It is clear from the above quotation that the partner who was not served in the suit cannot be deprived of any defence open to him by the mere fact that a decree has been passed against the firm and he can question his liability under the decree upon any ground which he could raise in the suit itself, if he had been served therein and that he can question his liability under the decree upon any general ground open to him even though he admits himself to be a partner.

46. The same view was expressed by Stirling L. J. in Davis v. Hyman & Co., (1903) 1 KB 854 (U). In that case in an action against the defendant firm, appearance was entered by one person as having been sued in the firm’s name. Judgment was entered against the firm, and the plaintiff applied for a summons under Order 48-A, Rule 8, to determine whether another person was liable to have execution issued against him on the judgment. The master made the following order :

”It is ordered that the above-named plaintiff and Sydney Maurice Hyman proceed to the trial of an issue, wherein the plaintiff shall be the plaintiff and Sydney Maurice Hyman shall be the defendant, and that the question to be tried shall be whether the said Sydney Maurice Hyman was or has held him* self out as a partner in the defendant firm.”

As to this order the Court of appeal held that the issue had been framed properly. An argument was raised that if this form of order is adopted, the defendant in the issue might be deprived of some defence that he might have had if he had been served with the writ and had an opportunity of appearing in the action. As to this, Stirling L. J. observed :

“I would say that under the rule the question to be determined is the general one of the liability as a member of the firm, of the person sought to be charged, and it seems to me that an issue could, in a proper case, be so framed as to include any proper defence. No such defence is suggested in the present case.”

Therefore in the opinion of Stirling, L. J., the question whether the liability was denied on a ground other than the fact of the person not being a member of the firm could be determined and issue could be framed accordingly in proceedings under Order 48-A, Rule 8.

47. In the case of Weir & Co. v. McVicar & Co., (1925) 2 KB 127 (V), a different view at first sight appears to have been taken, but on closer examination the case is distinguishable. In that case the facts were that in an action against a firm a person was served aa a partner and entered an appearance under protest and desired to say that he was not a partner and in the alternative that the firm was not liable.
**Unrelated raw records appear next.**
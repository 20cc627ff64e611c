//! Configuration Module
//!
//! 提供应用配置管理功能，支持多层级配置来源：
//! - 环境变量（最高优先级）
//! - 配置文件（TOML 格式）
//! - 默认值（最低优先级）

mod loader;
mod types;

pub use loader::{load_config, load_config_from_path, print_config, ConfigError};
pub use types::{AppConfig, DatabaseConfig, LogConfig, ServerConfig};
It was held that under Rule 7 of Order 48-A, an alternative plea could not be raised by a person who denied to be a partner and at the same time denied liability of the firm as a whole. In discussing this question Scrutton L. J. considered the position of a person alleged to be a partner who is served with a writ after the judgment had been obtained against the partnership under Order 48-A, Rule 8 of the Rules of the Supreme Court and observed that
“If the writ has been served on other members of the firm and judgment has been-recovered against the firm, Order 48-A, Rule 8. provides that an issue may be directed to try the question whether the alleged partner is in fact a partner or not. But it seems clear in that issue he cannot raise the question of the liability of the firm, for if he could you might have two separate judgments on the same cause of action, the one already obtained for a specified amount in the action against the firm, and the other, for possibly a reduced amount or for nothing at all, on the trial of the issue under Rule 8. The only question that can be raised on the trial of that issue is whether the person against whom execution is sought was a partner at the material time or not.”

As to this Mr. Atkiu L. J. in the same judgment remarked :

“I quite agree with what Scrutton L. J. has said that it, would be quite impossible after judgment had been recovered against a firm to allow a person who was not a party to the action to question the liability of the firm in whole or in part, with the possible result that there might be two inconsistent judgments in respect of the same subject matter.” Now it may be noted that Scrutton L. J. was not correct in saying that Order 48-A, Rule 8 provided that “an issue may be directed to try the question whether the alleged partner is in fact a partner or not,” because that rule provided for “the liability of such person to be tried or determined in any manner in which any issue or question in an action may be tried and determined”.

His observation that the partner who is served after judgment could not raise the question of the liability of the firm is understandable and may not be objected to, because the liability of the firm is established by the judgment, quo the partnership property and one cannot go beyond that liability in proceedings under Order 48-A, Rule 8 of the Supreme Court Rules, The only question that could be gone into under that rule is the individual liability of the person concerned.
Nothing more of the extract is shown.